|The white sand dunes at Koeberg Nature Reserve with Table Mountain in the background|
I started camera trapping at the reserve during September 2013 until around November 2014. Earlier this year I returned to try and photograph the Leopard from May 2016 to June 2016.
A good balance of mammal and bird species showed up at the camera traps. The reptile and amphibian species were a pleasant surprise. I saw more snakes at Koeberg than any previous reserve I camera trapped at, but it seems that snakes are not easily camera trapped. The reptile species that showed up on the photographs were of Red-Sided Skink, Cape Skink and Angulate Tortoise.
Looking at the number of observations the mammals have slightly more total observations than the birds. Breaking it down and looking at the number of observations per species, we see that the mammals have a fairly good spread, but for the birds almost half of the camera trap observations were of Cape Francolin, and another quarter was of Cape Robin-Chat.
The species accumulation curve shows the usual trend: An initial ramp as new species are camera trapped for the first time, and then a steady decline as more time passes before encountering the next new species. The smaller "jumps" on the curve are usually due to one or more cameras being moved into a new "micro-habitat" such as a small pond or rodent nest. I'm surprised to see the strong leap in new species during 2016, after my long absence from the reserve. It seems like the reserve still has a lot to offer and new discoveries to be made. A new university study is currently underway and it would be very interesting to compare our results.

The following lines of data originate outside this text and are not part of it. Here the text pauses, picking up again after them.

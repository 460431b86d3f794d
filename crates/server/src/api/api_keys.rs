// API key management handlers.
//
// Key management always requires a JWT credential: an API key cannot
// mint, edit, or revoke keys, so a leaked key cannot widen its own
// access.

use axum::{
    extract::{Extension, Path, State},
    http::StatusCode,
    response::Json,
    routing::get,
    Router,
};
use chrono::{DateTime, Utc};
use serde::{Deserialize, Serialize};
use uuid::Uuid;
use vellum_common::types::Scope;

use crate::{
    auth::api_keys::{ApiKeyRecord, ApiKeyStore},
    auth::middleware::AuthenticatedCaller,
    error::{ApiError, ErrorCode},
    validation::ValidatedJson,
};

#[derive(Clone)]
struct ApiKeysState {
    keys: ApiKeyStore,
}

pub fn router(keys: ApiKeyStore) -> Router {
    let state = ApiKeysState { keys };

    Router::new()
        .route("/v1/api-keys", get(list_keys).post(create_key))
        .route("/v1/api-keys/{id}", get(get_key).patch(update_key).delete(revoke_key))
        .with_state(state)
}

#[derive(Deserialize)]
struct CreateApiKeyRequest {
    name: String,
    scopes: Vec<Scope>,
    expires_at: Option<DateTime<Utc>>,
}

#[derive(Deserialize)]
struct UpdateApiKeyRequest {
    name: Option<String>,
    scopes: Option<Vec<Scope>>,
}

#[derive(Serialize, Deserialize)]
pub struct ApiKeyBody {
    pub id: Uuid,
    pub name: String,
    pub key_prefix: String,
    pub last_4: String,
    pub scopes: Vec<Scope>,
    pub created_at: DateTime<Utc>,
    pub expires_at: Option<DateTime<Utc>>,
    pub last_used_at: Option<DateTime<Utc>>,
}

impl From<ApiKeyRecord> for ApiKeyBody {
    fn from(record: ApiKeyRecord) -> Self {
        Self {
            id: record.id,
            name: record.name,
            key_prefix: record.key_prefix,
            last_4: record.last_4,
            scopes: record.scopes,
            created_at: record.created_at,
            expires_at: record.expires_at,
            last_used_at: record.last_used_at,
        }
    }
}

#[derive(Serialize, Deserialize)]
pub struct ApiKeyEnvelope {
    pub api_key: ApiKeyBody,
}

/// Returned only from create: `key` is the plaintext secret, shown once.
#[derive(Serialize, Deserialize)]
pub struct CreatedApiKeyEnvelope {
    pub api_key: ApiKeyBody,
    pub key: String,
}

#[derive(Serialize, Deserialize)]
pub struct ApiKeysEnvelope {
    pub items: Vec<ApiKeyBody>,
}

fn require_jwt_caller(caller: &AuthenticatedCaller) -> Result<(), ApiError> {
    if caller.key_id.is_some() {
        return Err(ApiError::new(
            ErrorCode::AuthForbidden,
            "api key management requires a user session, not an api key",
        ));
    }
    Ok(())
}

async fn create_key(
    State(state): State<ApiKeysState>,
    Extension(caller): Extension<AuthenticatedCaller>,
    ValidatedJson(payload): ValidatedJson<CreateApiKeyRequest>,
) -> Result<(StatusCode, Json<CreatedApiKeyEnvelope>), ApiError> {
    require_jwt_caller(&caller)?;

    let (record, key) = state
        .keys
        .mint(caller.user_id, payload.name, payload.scopes, payload.expires_at)
        .await?;

    Ok((StatusCode::CREATED, Json(CreatedApiKeyEnvelope { api_key: record.into(), key })))
}

async fn list_keys(
    State(state): State<ApiKeysState>,
    Extension(caller): Extension<AuthenticatedCaller>,
) -> Result<Json<ApiKeysEnvelope>, ApiError> {
    require_jwt_caller(&caller)?;

    let items = state
        .keys
        .list(caller.user_id)
        .await?
        .into_iter()
        .map(ApiKeyBody::from)
        .collect();

    Ok(Json(ApiKeysEnvelope { items }))
}

async fn get_key(
    State(state): State<ApiKeysState>,
    Extension(caller): Extension<AuthenticatedCaller>,
    Path(id): Path<Uuid>,
) -> Result<Json<ApiKeyEnvelope>, ApiError> {
    require_jwt_caller(&caller)?;

    let record = state.keys.get(caller.user_id, id).await?;

    Ok(Json(ApiKeyEnvelope { api_key: record.into() }))
}

async fn update_key(
    State(state): State<ApiKeysState>,
    Extension(caller): Extension<AuthenticatedCaller>,
    Path(id): Path<Uuid>,
    ValidatedJson(payload): ValidatedJson<UpdateApiKeyRequest>,
) -> Result<Json<ApiKeyEnvelope>, ApiError> {
    require_jwt_caller(&caller)?;

    let record = state
        .keys
        .update(caller.user_id, id, payload.name, payload.scopes)
        .await?;

    Ok(Json(ApiKeyEnvelope { api_key: record.into() }))
}

async fn revoke_key(
    State(state): State<ApiKeysState>,
    Extension(caller): Extension<AuthenticatedCaller>,
    Path(id): Path<Uuid>,
) -> Result<StatusCode, ApiError> {
    require_jwt_caller(&caller)?;

    state.keys.revoke(caller.user_id, id).await?;

    Ok(StatusCode::NO_CONTENT)
}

Not all camera trap locations are equal and some have a much higher species richness than others. Yet both the number of species per camera trap location and the total number of observations per camera trap location show the expected pattern: A few locations with lots of species / observations and many locations with fairly low amount of species / observations.
The duration of camera trap observations also reflects the expected trend. With a very high number of observations shorter than 10 seconds and then a steady decline. I suspect the small bump around the 1 minute mark is mostly due to the long delay between photographs on the Cuddeback cameras (also the odd time when I set the interval to more than 30 seconds on the Bushnell cameras). At the end of the chart I group all very long (7 minutes or more) observations together, which all add up to more or less the same amount of observations as the 10-20 seconds group.
I always enjoy interpreting the charts below. When a species visits a camera trap, what is the chance of that same species showing up again during the same day-night cycle?
These charts also nicely show the danger of interpreting data in this manner. From the charts the Honey Badger seems to be almost guaranteed to visit a camera trap more than once per day-night cycle, but this was only true for the 3 observations I recorded, and that is far too small a sample size to establish any meaningful trend. Another thing to note is that the Honey Badger observations were in fact "baited" by the presence of a carcass and does not reflect normal foraging behavior. In contrast a species such as the Duiker or Steenbok, with much larger sample sizes, will provide a much more accurate reflection of reality.
The rodent species usually top these charts, but there can be meaningful differences even for larger species like the Steenbok and Duiker.
The Bush Karoo Rat construct and live in large wooden lodges and thus its data pattern is very different to most other species.
|One of the Bush Karoo Rat lodges at Koeberg Nature Reserve|
As you'll see in the posts to come Steenbok and Duiker, in particular, provided a very good comparison - as both species have decently large sample sizes, but showcase very different behavior.